==== Working data
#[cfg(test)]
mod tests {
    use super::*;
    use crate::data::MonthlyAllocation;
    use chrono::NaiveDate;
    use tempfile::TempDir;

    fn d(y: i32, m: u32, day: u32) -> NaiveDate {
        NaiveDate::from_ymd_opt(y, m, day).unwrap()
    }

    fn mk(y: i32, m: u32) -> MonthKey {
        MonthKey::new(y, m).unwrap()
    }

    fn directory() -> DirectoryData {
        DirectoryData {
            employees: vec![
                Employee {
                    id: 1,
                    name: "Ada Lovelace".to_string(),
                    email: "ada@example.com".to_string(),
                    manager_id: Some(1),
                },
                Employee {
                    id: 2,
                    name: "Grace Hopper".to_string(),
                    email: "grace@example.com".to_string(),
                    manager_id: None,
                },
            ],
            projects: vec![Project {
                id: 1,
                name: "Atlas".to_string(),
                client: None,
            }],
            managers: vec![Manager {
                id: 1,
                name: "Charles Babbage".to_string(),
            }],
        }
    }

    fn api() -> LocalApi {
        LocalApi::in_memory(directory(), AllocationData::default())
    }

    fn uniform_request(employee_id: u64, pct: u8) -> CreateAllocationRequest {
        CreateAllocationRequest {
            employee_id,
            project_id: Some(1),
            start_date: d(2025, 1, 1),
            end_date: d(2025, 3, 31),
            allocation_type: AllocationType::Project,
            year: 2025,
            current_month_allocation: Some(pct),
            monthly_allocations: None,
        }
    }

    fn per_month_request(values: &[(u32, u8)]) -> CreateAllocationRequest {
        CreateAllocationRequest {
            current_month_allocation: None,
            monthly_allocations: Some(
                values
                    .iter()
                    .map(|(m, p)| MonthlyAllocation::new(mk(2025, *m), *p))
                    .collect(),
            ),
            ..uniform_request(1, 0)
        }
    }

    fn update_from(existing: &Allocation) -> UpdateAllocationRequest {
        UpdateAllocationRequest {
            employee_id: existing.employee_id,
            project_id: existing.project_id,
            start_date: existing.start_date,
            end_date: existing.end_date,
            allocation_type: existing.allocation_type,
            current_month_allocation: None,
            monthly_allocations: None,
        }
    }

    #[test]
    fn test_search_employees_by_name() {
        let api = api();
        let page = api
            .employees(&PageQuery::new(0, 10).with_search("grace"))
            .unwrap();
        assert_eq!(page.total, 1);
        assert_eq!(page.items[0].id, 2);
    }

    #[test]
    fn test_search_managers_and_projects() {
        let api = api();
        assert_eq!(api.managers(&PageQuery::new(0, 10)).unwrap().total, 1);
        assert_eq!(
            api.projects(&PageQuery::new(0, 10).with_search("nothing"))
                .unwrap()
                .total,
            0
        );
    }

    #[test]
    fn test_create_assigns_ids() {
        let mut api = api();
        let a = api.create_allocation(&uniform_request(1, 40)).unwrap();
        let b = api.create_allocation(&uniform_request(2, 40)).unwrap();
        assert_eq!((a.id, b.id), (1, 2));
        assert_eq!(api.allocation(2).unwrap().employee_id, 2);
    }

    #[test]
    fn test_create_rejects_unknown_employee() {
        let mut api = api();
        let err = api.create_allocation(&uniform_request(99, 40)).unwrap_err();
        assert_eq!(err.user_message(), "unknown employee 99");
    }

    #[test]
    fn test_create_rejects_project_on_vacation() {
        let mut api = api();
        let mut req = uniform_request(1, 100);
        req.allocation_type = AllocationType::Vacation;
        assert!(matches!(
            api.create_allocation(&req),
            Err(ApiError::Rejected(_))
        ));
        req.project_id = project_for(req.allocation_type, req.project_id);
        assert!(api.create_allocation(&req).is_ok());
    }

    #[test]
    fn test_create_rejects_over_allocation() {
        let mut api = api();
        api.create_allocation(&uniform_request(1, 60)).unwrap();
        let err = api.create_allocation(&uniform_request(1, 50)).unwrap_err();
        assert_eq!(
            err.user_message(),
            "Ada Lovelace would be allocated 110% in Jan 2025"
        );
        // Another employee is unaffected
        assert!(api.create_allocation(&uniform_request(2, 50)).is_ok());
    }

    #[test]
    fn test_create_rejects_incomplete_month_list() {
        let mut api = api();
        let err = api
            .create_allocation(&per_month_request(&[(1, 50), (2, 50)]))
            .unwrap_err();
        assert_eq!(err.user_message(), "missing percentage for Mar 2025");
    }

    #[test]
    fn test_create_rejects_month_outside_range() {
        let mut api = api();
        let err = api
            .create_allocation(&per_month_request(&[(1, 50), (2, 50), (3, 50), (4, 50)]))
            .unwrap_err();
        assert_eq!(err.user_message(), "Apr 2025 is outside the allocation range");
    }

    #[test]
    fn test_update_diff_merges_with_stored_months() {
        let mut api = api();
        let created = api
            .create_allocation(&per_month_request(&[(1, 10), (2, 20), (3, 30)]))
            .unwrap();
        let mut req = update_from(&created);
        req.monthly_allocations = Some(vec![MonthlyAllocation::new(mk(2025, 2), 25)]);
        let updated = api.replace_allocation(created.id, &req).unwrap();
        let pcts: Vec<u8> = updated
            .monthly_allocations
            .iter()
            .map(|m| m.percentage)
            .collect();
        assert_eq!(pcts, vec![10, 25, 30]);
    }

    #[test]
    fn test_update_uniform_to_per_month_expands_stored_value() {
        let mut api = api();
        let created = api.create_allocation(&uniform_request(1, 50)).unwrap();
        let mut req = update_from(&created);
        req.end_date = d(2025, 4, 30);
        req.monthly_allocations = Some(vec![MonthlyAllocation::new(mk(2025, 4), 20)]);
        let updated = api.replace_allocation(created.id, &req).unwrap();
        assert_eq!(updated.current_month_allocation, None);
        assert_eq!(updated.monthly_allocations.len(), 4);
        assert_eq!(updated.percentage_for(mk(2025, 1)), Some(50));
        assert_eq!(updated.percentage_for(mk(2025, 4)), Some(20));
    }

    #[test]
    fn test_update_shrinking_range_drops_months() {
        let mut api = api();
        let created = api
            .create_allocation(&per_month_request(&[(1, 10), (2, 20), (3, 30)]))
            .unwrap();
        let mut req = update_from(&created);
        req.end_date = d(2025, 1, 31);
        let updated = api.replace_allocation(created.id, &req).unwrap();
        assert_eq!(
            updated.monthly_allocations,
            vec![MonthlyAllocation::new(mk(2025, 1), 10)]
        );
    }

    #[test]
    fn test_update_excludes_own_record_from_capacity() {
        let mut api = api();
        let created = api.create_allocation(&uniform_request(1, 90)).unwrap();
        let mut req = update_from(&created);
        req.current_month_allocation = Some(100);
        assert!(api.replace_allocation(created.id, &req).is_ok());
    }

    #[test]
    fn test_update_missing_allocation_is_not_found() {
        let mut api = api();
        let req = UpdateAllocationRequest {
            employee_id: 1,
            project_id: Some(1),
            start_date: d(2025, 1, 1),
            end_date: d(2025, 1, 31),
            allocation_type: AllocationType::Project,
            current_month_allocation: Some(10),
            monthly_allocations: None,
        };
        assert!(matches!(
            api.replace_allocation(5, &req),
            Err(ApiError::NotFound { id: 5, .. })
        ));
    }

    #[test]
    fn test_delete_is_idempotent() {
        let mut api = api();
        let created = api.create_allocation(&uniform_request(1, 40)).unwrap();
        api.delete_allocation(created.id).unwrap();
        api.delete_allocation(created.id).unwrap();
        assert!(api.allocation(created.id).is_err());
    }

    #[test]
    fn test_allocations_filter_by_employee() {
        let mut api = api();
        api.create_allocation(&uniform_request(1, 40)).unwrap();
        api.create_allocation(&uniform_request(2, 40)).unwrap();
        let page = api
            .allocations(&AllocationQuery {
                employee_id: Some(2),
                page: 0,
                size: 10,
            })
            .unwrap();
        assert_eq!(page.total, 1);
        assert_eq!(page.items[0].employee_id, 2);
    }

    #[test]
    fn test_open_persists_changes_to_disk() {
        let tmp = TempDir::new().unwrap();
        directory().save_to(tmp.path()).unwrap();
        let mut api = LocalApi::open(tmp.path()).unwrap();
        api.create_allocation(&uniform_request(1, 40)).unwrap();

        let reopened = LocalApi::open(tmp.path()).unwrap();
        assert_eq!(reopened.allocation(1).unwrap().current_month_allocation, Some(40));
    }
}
========
==== Working data
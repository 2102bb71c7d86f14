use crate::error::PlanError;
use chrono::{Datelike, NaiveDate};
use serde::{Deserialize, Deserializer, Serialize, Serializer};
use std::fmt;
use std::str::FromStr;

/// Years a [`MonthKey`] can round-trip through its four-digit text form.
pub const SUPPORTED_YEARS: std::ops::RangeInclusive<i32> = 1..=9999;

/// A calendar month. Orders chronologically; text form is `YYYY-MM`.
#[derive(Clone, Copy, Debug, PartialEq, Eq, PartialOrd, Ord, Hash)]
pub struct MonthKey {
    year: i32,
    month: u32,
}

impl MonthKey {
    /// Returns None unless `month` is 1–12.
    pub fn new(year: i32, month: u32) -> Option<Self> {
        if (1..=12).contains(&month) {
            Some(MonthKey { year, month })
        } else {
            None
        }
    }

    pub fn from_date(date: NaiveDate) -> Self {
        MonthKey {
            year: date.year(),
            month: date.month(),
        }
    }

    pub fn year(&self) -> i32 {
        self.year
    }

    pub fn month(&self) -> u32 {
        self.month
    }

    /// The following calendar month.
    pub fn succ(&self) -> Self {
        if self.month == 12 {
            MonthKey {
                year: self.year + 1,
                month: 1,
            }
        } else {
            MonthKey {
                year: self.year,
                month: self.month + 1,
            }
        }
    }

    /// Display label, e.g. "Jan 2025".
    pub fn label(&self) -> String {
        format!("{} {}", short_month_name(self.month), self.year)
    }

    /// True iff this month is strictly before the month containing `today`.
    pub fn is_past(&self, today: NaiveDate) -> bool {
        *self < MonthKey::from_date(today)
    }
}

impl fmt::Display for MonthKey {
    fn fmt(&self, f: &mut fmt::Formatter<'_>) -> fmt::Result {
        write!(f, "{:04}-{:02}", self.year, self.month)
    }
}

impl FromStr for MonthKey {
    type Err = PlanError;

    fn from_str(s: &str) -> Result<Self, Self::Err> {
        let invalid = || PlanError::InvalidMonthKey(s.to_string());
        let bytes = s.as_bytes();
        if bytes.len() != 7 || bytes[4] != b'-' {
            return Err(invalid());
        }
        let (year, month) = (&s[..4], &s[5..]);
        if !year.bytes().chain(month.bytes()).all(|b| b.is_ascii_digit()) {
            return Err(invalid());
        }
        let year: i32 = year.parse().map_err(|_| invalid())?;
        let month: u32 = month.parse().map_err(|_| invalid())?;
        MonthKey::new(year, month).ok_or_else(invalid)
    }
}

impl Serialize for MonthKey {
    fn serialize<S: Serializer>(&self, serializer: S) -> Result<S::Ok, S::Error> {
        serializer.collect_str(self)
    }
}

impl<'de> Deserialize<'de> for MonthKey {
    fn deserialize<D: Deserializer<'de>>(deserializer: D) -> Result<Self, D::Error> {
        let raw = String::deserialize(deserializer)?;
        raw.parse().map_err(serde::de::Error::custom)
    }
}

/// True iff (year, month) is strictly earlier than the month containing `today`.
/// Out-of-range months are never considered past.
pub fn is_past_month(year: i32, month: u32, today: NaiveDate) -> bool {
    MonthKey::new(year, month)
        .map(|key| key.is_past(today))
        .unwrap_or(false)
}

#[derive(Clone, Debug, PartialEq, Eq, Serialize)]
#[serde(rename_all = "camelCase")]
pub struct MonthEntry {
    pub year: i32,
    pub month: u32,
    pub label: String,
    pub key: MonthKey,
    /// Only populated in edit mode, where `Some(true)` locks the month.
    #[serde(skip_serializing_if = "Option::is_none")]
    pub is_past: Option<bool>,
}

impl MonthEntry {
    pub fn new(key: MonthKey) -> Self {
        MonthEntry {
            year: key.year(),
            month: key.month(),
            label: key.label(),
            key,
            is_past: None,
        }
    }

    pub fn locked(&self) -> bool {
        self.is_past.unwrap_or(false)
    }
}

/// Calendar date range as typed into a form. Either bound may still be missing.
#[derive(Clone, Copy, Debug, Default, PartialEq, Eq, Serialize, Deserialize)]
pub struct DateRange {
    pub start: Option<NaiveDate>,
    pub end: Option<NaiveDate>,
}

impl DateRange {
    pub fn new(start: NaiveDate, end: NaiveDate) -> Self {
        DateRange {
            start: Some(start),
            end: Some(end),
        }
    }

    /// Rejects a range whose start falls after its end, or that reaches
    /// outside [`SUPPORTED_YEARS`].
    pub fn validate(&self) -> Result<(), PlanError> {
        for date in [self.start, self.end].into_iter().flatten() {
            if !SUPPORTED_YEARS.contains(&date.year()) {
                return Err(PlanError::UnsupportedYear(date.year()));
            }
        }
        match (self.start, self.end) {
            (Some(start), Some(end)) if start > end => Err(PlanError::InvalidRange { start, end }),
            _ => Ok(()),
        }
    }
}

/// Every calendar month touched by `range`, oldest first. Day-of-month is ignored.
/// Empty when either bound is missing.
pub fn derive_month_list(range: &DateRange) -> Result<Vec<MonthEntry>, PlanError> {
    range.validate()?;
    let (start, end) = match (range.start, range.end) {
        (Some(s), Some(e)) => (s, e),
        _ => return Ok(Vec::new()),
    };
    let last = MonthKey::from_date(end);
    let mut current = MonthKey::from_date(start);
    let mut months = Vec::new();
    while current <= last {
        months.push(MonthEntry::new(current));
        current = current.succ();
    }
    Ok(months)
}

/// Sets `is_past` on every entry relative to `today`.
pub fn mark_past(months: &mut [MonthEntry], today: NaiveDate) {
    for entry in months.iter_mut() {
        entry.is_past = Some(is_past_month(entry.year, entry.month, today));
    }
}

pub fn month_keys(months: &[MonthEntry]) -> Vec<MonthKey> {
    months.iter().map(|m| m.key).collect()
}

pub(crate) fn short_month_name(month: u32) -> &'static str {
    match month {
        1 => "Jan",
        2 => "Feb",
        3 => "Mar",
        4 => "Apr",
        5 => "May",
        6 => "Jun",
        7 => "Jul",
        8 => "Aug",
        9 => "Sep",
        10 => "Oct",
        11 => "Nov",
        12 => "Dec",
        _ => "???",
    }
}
========
> Requirement: Take from the entries every line that has the string "struct".

> Answer box:
pub struct MonthKey {
pub struct MonthEntry {
pub struct DateRange {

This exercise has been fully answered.